Prompt: Copy the lines below that contain "SinusoidalInOut".

Data for review:
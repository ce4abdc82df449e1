//! Time-remapping curves
//!
//! Each curve maps linear progress in `0.0..=1.0` onto eased progress in the
//! same range, with `apply(0.0) == 0.0` and `apply(1.0) == 1.0`.

use core::f32::consts::PI;

use libm::cosf;

/// Named easing curve stored in animation slots
#[derive(Debug, Clone, Copy, PartialEq, Eq, Default)]
pub enum Easing {
    /// Identity curve
    #[default]
    Linear,
    /// Half cosine wave, slow at both ends
    SinusoidalInOut,
    /// Accelerating cubic
    CubicIn,
    /// Decelerating cubic
    CubicOut,
    /// Quadratic acceleration for the first half, deceleration for the second
    QuadraticInOut,
}

impl Easing {
    /// Apply the curve to `progress`, clamped to `0.0..=1.0`
    #[must_use]
    pub fn apply(self, progress: f32) -> f32 {
        let t = progress.clamp(0.0, 1.0);

        let eased = match self {
            Self::Linear => t,
            Self::SinusoidalInOut => -0.5 * (cosf(PI * t) - 1.0),
            Self::CubicIn => t * t * t,
            Self::CubicOut => {
                let u = t - 1.0;
                u * u * u + 1.0
            }
            Self::QuadraticInOut => {
                if t < 0.5 {
                    2.0 * t * t
                } else {
                    let u = 2.0 * t - 2.0;
                    1.0 - 0.5 * u * u
                }
            }
        };

        eased.clamp(0.0, 1.0)
    }
}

Answer to this task:
    SinusoidalInOut,
            Self::SinusoidalInOut => -0.5 * (cosf(PI * t) - 1.0),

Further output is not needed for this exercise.